Laurel Singer is the Executive Director of the National Policy Consensus Center at Portland State University. Since joining NPCC in 2006, Laurel has served in several leadership roles, including directing NPCC’s Oregon Consensus, Oregon Solutions, and training programs. For close to 30 years, Laurel has served as a champion for the use of collaborative decision-making and problem solving. Her work as a private practice mediator for over 16 years focused on designing, convening and facilitating collaborative process to address complex public policy across a wide range of issues. She is currently a founding faculty member in PSU’s newly launched graduate certificate in collaborative governance.
Wendy Willis is Founder and Director of Oregon’s Kitchen Table, a statewide civic engagement program of the National Policy Consensus Center in the Hatfield School of Government at Portland State University. Wendy also serves as the Executive Director of the Deliberative Democracy Consortium, a global alliance of leading scholars and organizations working in the fields of deliberative democracy, public participation, and civic engagement. She serves on the Boards of the National Coalition for Dialogue and Deliberation, The National Civic League, and Tavern Books. Wendy is also a widely published poet and essayist, writing frequently about American democracy and civic life. Her most recent book of essays, was released by Counterpoint Press in February 2019. Her most recent book of poems, A Long Late Pledge, won the Dorothy Brunsman Poetry Prize and was a 2019 finalist for the Oregon Book Award. Wendy has served as a federal public defender and as the law clerk to Chief Justice Wallace P. Carson, Jr. of the Oregon Supreme Court.
"This is a wide-ranging book that provides important information for anyone hoping to utilize the concepts of collaborative governance. The book is very timely as we find ourselves increasingly facing challenges to legal authority and political legitimacy in a backdrop characterized by disparities in wealth, serious questions surrounding racial justice and equality for all, and the looming dangers of climate change. The text is particularly useful in providing concrete advice for keeping the process of multi-party decision making on track once actual people get involved and introduce the types of challenges that inevitably arise in collaborative efforts."

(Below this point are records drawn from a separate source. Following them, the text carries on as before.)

// ABOUTME: Configuration management loaded once at process start
// ABOUTME: Exposes ServerConfig built from environment variables
//
// SPDX-License-Identifier: MIT OR Apache-2.0
// Copyright (c) 2025 Intervals MCP Server contributors

//! Configuration management
//!
//! Configuration is environment-only: a [`environment::ServerConfig`] value
//! is constructed once at startup and passed by parameter to every consumer.
//! There is no process-global configuration state.

/// Environment-based server configuration
pub mod environment;

pub use environment::ServerConfig;
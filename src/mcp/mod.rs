// ABOUTME: Model Context Protocol support: wire types and the stdio transport
// ABOUTME: Hosts the built-in fallback server the tool registry binds to
//
// SPDX-License-Identifier: MIT OR Apache-2.0
// Copyright (c) 2025 Intervals MCP Server contributors

//! Model Context Protocol server support

/// JSON-RPC 2.0 and MCP schema types
pub mod protocol;
/// Stdio JSON-RPC transport, the built-in fallback host
pub mod stdio;

pub use stdio::StdioServer;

Eric Henson, Harvard University, USA
"Collaborative Governance is a must read for students, practitioners and academics who are interested in the art and science of creating and sustaining collective agreements both within and outside formal structures of political authority. Unlike many popular books grounded in psychological techniques for resolving conflicts, this book draws from political science and sociology to identify the social and institutional conditions that need to be in place to create agreements that last. The book provides a pathway for addressing intractable an wicked community problems."